Anonymous wrote:I always thought my third grader was immature but maybe he’s ADD. I have been making sure he does his homework (which he does) and then putting his books in his bag for him for the next day. I also help to wash his hair in the shower and get all his sports stuff together. This week I told him he had to get his books in his bag for the next school day and of course he forgot everything. I bailed him out and brought his homework and everything to school and gave it to the office for him. I asked his friends and they said they do this by themselves and also do their homework without parent oversight. Would you continue to bail out your kid or make them learn the hard way? Are your third graders showering on their own? He seems incapable of properly rinsing the shampoo from hair.

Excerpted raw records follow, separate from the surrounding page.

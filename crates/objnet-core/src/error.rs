use std::fmt;

use serde::{Deserialize, Serialize};
use thiserror::Error;

/// Canonical error type exposed by the core primitives.
#[derive(Debug, Error)]
pub enum ObjnetError {
    /// Malformed identifier, range, salt or other user-supplied text.
    #[error("invalid {what}: {reason}")]
    Format { what: &'static str, reason: String },

    /// The remote service could not be reached or dropped the stream.
    #[error("connection error: {0}")]
    Connection(String),

    /// Handshake echo mismatch, unexpected frame or response length mismatch.
    #[error("protocol integrity violation: {0}")]
    ProtocolIntegrity(String),

    /// Explicit failure status returned by the remote service.
    #[error("remote rejected request: {0}")]
    Remote(Status),

    /// Local source/sink failure.
    #[error("i/o error: {0}")]
    Io(#[from] std::io::Error),

    /// Object failed signature or checksum verification.
    #[error("object corrupted: {0}")]
    Corrupted(String),

    /// Misuse of the homomorphic hash helpers.
    #[error("hash error: {0}")]
    Hash(&'static str),

    /// Signing or key material failure.
    #[error("signature error: {0}")]
    Signature(String),

    #[error("operation deadline exceeded")]
    DeadlineExceeded,
}

impl ObjnetError {
    pub(crate) fn format(what: &'static str, reason: impl fmt::Display) -> Self {
        ObjnetError::Format {
            what,
            reason: reason.to_string(),
        }
    }

    pub(crate) fn integrity(reason: impl Into<String>) -> Self {
        ObjnetError::ProtocolIntegrity(reason.into())
    }
}

impl From<Status> for ObjnetError {
    fn from(status: Status) -> Self {
        ObjnetError::Remote(status)
    }
}

/// Status codes a service attaches to a rejected request.
#[derive(Clone, Copy, Debug, PartialEq, Eq, Serialize, Deserialize)]
#[serde(rename_all = "snake_case")]
pub enum StatusCode {
    InvalidArgument,
    NotFound,
    PermissionDenied,
    FailedPrecondition,
    OutOfRange,
    Aborted,
    Internal,
}

impl fmt::Display for StatusCode {
    fn fmt(&self, f: &mut fmt::Formatter<'_>) -> fmt::Result {
        let name = match self {
            StatusCode::InvalidArgument => "InvalidArgument",
            StatusCode::NotFound => "NotFound",
            StatusCode::PermissionDenied => "PermissionDenied",
            StatusCode::FailedPrecondition => "FailedPrecondition",
            StatusCode::OutOfRange => "OutOfRange",
            StatusCode::Aborted => "Aborted",
            StatusCode::Internal => "Internal",
        };
        f.write_str(name)
    }
}

/// Failure status carried back over a stream, code plus service message.
#[derive(Clone, Debug, PartialEq, Eq, Serialize, Deserialize)]
pub struct Status {
    pub code: StatusCode,
    pub message: String,
}

impl Status {
    pub fn new(code: StatusCode, message: impl Into<String>) -> Self {
        Self {
            code,
            message: message.into(),
        }
    }

    pub fn invalid_argument(message: impl Into<String>) -> Self {
        Self::new(StatusCode::InvalidArgument, message)
    }

    pub fn not_found(message: impl Into<String>) -> Self {
        Self::new(StatusCode::NotFound, message)
    }

    pub fn permission_denied(message: impl Into<String>) -> Self {
        Self::new(StatusCode::PermissionDenied, message)
    }
}

impl fmt::Display for Status {
    fn fmt(&self, f: &mut fmt::Formatter<'_>) -> fmt::Result {
        write!(f, "({}) {}", self.code, self.message)
    }
}

pub type Result<T, E = ObjnetError> = std::result::Result<T, E>;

Like a few others commented on this thread: my 4th grader son is still struggling with properly shampooing/rinsing (and by the look of his underwear certain days- wiping). Organizing his sport gears. remembering to pack his homework or snacks etc..
His sister did all of this easy-peasy in 1st grade. So it drives my DH nuts that his son constantly "fails" at those routine tasks.

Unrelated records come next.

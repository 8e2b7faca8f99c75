use std::time::Duration;

use serde::{Deserialize, Serialize};

use crate::error::{ObjnetError, Result};
use crate::net::MAX_FRAME_SIZE;
use crate::rpc::DEFAULT_TTL;
use crate::transfer::DEFAULT_CHUNK_SIZE;

/// Largest chunk whose hex-encoded frame still fits under [`MAX_FRAME_SIZE`],
/// leaving room for the frame envelope.
pub const MAX_CHUNK_SIZE: usize = MAX_FRAME_SIZE / 2 - 64 * 1024;

/// Client tunables. Populated from command-line flags by the binaries.
#[derive(Clone, Debug, PartialEq, Eq, Serialize, Deserialize)]
#[serde(default)]
pub struct ClientConfig {
    /// Payload bytes per upload frame.
    pub chunk_size: usize,
    pub ttl: u32,
    /// Deadline for a whole operation, handshake included.
    pub timeout: Option<Duration>,
    /// Cross-check every upload with a full-range hash request.
    pub verify_after_put: bool,
    pub first_epoch: u64,
    pub last_epoch: u64,
}

impl Default for ClientConfig {
    fn default() -> Self {
        Self {
            chunk_size: DEFAULT_CHUNK_SIZE,
            ttl: DEFAULT_TTL,
            timeout: None,
            verify_after_put: false,
            first_epoch: 0,
            last_epoch: u64::MAX,
        }
    }
}

impl ClientConfig {
    pub fn validate(&self) -> Result<()> {
        if self.chunk_size == 0 {
            return Err(ObjnetError::format("chunk size", "must be greater than zero"));
        }
        if self.chunk_size > MAX_CHUNK_SIZE {
            return Err(ObjnetError::format(
                "chunk size",
                format!("{} exceeds the {MAX_CHUNK_SIZE} byte limit", self.chunk_size),
            ));
        }
        if self.first_epoch > self.last_epoch {
            return Err(ObjnetError::format(
                "epoch window",
                format!("first epoch {} after last epoch {}", self.first_epoch, self.last_epoch),
            ));
        }
        Ok(())
    }
}

#[cfg(test)]
mod tests {
    use super::*;

    #[test]
    fn defaults_match_protocol_constants() {
        let cfg = ClientConfig::default();
        assert_eq!(cfg.chunk_size, 3 * 1024 * 1024);
        assert_eq!(cfg.ttl, 2);
        assert_eq!((cfg.first_epoch, cfg.last_epoch), (0, u64::MAX));
        cfg.validate().unwrap();
    }

    #[test]
    fn rejects_degenerate_values() {
        let cfg = ClientConfig {
            chunk_size: 0,
            ..ClientConfig::default()
        };
        assert!(cfg.validate().is_err());
        let cfg = ClientConfig {
            chunk_size: 40 * 1024 * 1024,
            ..ClientConfig::default()
        };
        assert!(matches!(cfg.validate(), Err(ObjnetError::Format { .. })));
        let cfg = ClientConfig {
            chunk_size: MAX_CHUNK_SIZE,
            ..ClientConfig::default()
        };
        cfg.validate().unwrap();
        let cfg = ClientConfig {
            first_epoch: 5,
            last_epoch: 4,
            ..ClientConfig::default()
        };
        assert!(cfg.validate().is_err());
    }

    #[test]
    fn partial_json_fills_defaults() {
        let cfg: ClientConfig = serde_json::from_str(r#"{"ttl": 7}"#).unwrap();
        assert_eq!(cfg.ttl, 7);
        assert_eq!(cfg.chunk_size, DEFAULT_CHUNK_SIZE);
    }
}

I just think kids have very different ways of maturing and some need non-judgmental help for a longer time. Yelling or harsh shaming doesn't help. What i do:
- i supervise and teach the shower routine. Again and again. "scrub here, and under here, double check you didn't left shampoo behind your ears etc.." . I leave more and more space until it looks like he is 100% on it. Then let him do on his own and just do a sniff test. And then there will be a new time where i will note "nope you didn't shampoo properly today, lets go back under shower i will do it myself". and we start over the progressive letting go until he can reliably prove he got it. That's tedious but i think worth it.

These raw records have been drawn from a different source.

//! Homomorphic Tillich–Zémor hashing.
//!
//! A digest is a 2×2 matrix over GF(2^127) (modulus x^127 + x^63 + 1). Every
//! input bit selects one of two generator matrices and the digest is their
//! product in input order, so the digest of `a ++ b` is the matrix product
//! of the digests of `a` and `b`. That is what lets a running digest be
//! built chunk by chunk and compared with a digest the remote node computes
//! over a whole range.

use std::fmt;
use std::str::FromStr;

use serde::{Deserialize, Serialize};

use crate::error::{ObjnetError, Result};

pub const DIGEST_SIZE: usize = 64;

const ELEMENT_MASK: u128 = (1u128 << 127) - 1;
/// x^127 reduces to x^63 + 1.
const REDUCTION: u128 = (1u128 << 63) | 1;

/// Element of GF(2^127), kept reduced below 2^127.
#[derive(Clone, Copy, Debug, PartialEq, Eq)]
struct Gf127(u128);

impl Gf127 {
    const ZERO: Gf127 = Gf127(0);
    const ONE: Gf127 = Gf127(1);

    fn mul_x(self) -> Gf127 {
        let carry = self.0 >> 126 & 1;
        let shifted = (self.0 << 1) & ELEMENT_MASK;
        if carry == 1 {
            Gf127(shifted ^ REDUCTION)
        } else {
            Gf127(shifted)
        }
    }

    fn add(self, other: Gf127) -> Gf127 {
        Gf127(self.0 ^ other.0)
    }

    fn mul(self, other: Gf127) -> Gf127 {
        let mut acc = Gf127::ZERO;
        for bit in (0..127).rev() {
            acc = acc.mul_x();
            if other.0 >> bit & 1 == 1 {
                acc = acc.add(self);
            }
        }
        acc
    }
}

/// Row-major 2×2 matrix `[[a, b], [c, d]]`.
#[derive(Clone, Copy, Debug, PartialEq, Eq)]
struct Matrix([Gf127; 4]);

impl Matrix {
    const IDENTITY: Matrix = Matrix([Gf127::ONE, Gf127::ZERO, Gf127::ZERO, Gf127::ONE]);

    /// Right-multiply by the generator for one input bit.
    ///
    /// A = [[x, 1], [1, 0]], B = [[x, x+1], [1, 1]].
    fn absorb_bit(&mut self, bit: bool) {
        let [a, b, c, d] = self.0;
        let ax = a.mul_x();
        let cx = c.mul_x();
        self.0 = if bit {
            [ax.add(b), ax.add(a).add(b), cx.add(d), cx.add(c).add(d)]
        } else {
            [ax.add(b), a, cx.add(d), c]
        };
    }

    fn absorb(&mut self, data: &[u8]) {
        for byte in data {
            for shift in (0..8).rev() {
                self.absorb_bit(byte >> shift & 1 == 1);
            }
        }
    }

    fn mul(&self, rhs: &Matrix) -> Matrix {
        let [a, b, c, d] = self.0;
        let [e, f, g, h] = rhs.0;
        Matrix([
            a.mul(e).add(b.mul(g)),
            a.mul(f).add(b.mul(h)),
            c.mul(e).add(d.mul(g)),
            c.mul(f).add(d.mul(h)),
        ])
    }

    fn to_digest(self) -> Digest {
        let mut out = [0u8; DIGEST_SIZE];
        for (slot, element) in out.chunks_exact_mut(16).zip(self.0.iter()) {
            slot.copy_from_slice(&element.0.to_be_bytes());
        }
        Digest(out)
    }

    fn from_digest(digest: &Digest) -> Result<Matrix> {
        let mut elements = [Gf127::ZERO; 4];
        for (element, slot) in elements.iter_mut().zip(digest.0.chunks_exact(16)) {
            let mut raw = [0u8; 16];
            raw.copy_from_slice(slot);
            let value = u128::from_be_bytes(raw);
            if value > ELEMENT_MASK {
                return Err(ObjnetError::Hash("digest element out of field range"));
            }
            *element = Gf127(value);
        }
        Ok(Matrix(elements))
    }
}

/// 64-byte homomorphic digest.
#[derive(Clone, Copy, PartialEq, Eq, Hash, Serialize, Deserialize)]
pub struct Digest(#[serde(with = "crate::serde_hex")] [u8; DIGEST_SIZE]);

impl Digest {
    pub fn as_bytes(&self) -> &[u8; DIGEST_SIZE] {
        &self.0
    }

    pub fn from_bytes(bytes: [u8; DIGEST_SIZE]) -> Self {
        Self(bytes)
    }
}

impl fmt::Display for Digest {
    fn fmt(&self, f: &mut fmt::Formatter<'_>) -> fmt::Result {
        f.write_str(&hex::encode(self.0))
    }
}

impl fmt::Debug for Digest {
    fn fmt(&self, f: &mut fmt::Formatter<'_>) -> fmt::Result {
        write!(f, "Digest({})", hex::encode(&self.0[..8]))
    }
}

impl FromStr for Digest {
    type Err = ObjnetError;

    fn from_str(s: &str) -> Result<Self> {
        let bytes = hex::decode(s.trim()).map_err(|e| ObjnetError::format("digest", e))?;
        let arr: [u8; DIGEST_SIZE] = bytes
            .try_into()
            .map_err(|_| ObjnetError::format("digest", "expected 64 bytes"))?;
        Ok(Digest(arr))
    }
}

/// Digest of `data`.
pub fn digest(data: &[u8]) -> Digest {
    let mut m = Matrix::IDENTITY;
    m.absorb(data);
    m.to_digest()
}

/// Combine digests of adjacent ranges, in order, into the digest of the
/// concatenated range.
pub fn concat(digests: &[Digest]) -> Result<Digest> {
    let (first, rest) = digests
        .split_first()
        .ok_or(ObjnetError::Hash("cannot concatenate an empty digest list"))?;
    let mut acc = Matrix::from_digest(first)?;
    for d in rest {
        acc = acc.mul(&Matrix::from_digest(d)?);
    }
    Ok(acc.to_digest())
}

/// XOR `data` with `salt` repeated cyclically from the first byte.
pub fn salt_xor(data: &[u8], salt: &[u8]) -> Vec<u8> {
    if salt.is_empty() {
        return data.to_vec();
    }
    data.iter()
        .zip(salt.iter().cycle())
        .map(|(b, s)| b ^ s)
        .collect()
}

/// Digest of a range as a node computes it for a range-hash request.
pub fn salted_digest(data: &[u8], salt: &[u8]) -> Digest {
    if salt.is_empty() {
        digest(data)
    } else {
        digest(&salt_xor(data, salt))
    }
}

/// Running digest over a byte stream, owned by exactly one transfer.
#[derive(Clone, Debug)]
pub struct Accumulator {
    state: Matrix,
    absorbed: u64,
}

impl Accumulator {
    pub fn new() -> Self {
        Self {
            state: Matrix::IDENTITY,
            absorbed: 0,
        }
    }

    pub fn absorb(&mut self, bytes: &[u8]) {
        self.state.absorb(bytes);
        self.absorbed += bytes.len() as u64;
    }

    /// Number of bytes absorbed so far.
    pub fn absorbed(&self) -> u64 {
        self.absorbed
    }

    pub fn finalize(self) -> Digest {
        self.state.to_digest()
    }
}

impl Default for Accumulator {
    fn default() -> Self {
        Self::new()
    }
}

- This method applies to all the rest (bag, homework. dirty laundry, making the bed etc...) first i show him, then we do together, then he does the task while supervised, then i tell him i trust him to do it and let him do it on his own and then if he fails we go back to doing together for a bit.
repetition, repetition, non-judgmental patience. I point out when there is an unfair cost to me and ask for consequences (nicely) "look today i had to bring your lunch box to school, i lost time at work that is not ok. Now i need you to help with the dishes so i can work a bit longer". And if i can reasonably let him suffer the direct consequences i will "you didn't put your good soccer socks in laundry basket, now we have to use the scratchy one sorry, i dont have the time to do an emergency laundry"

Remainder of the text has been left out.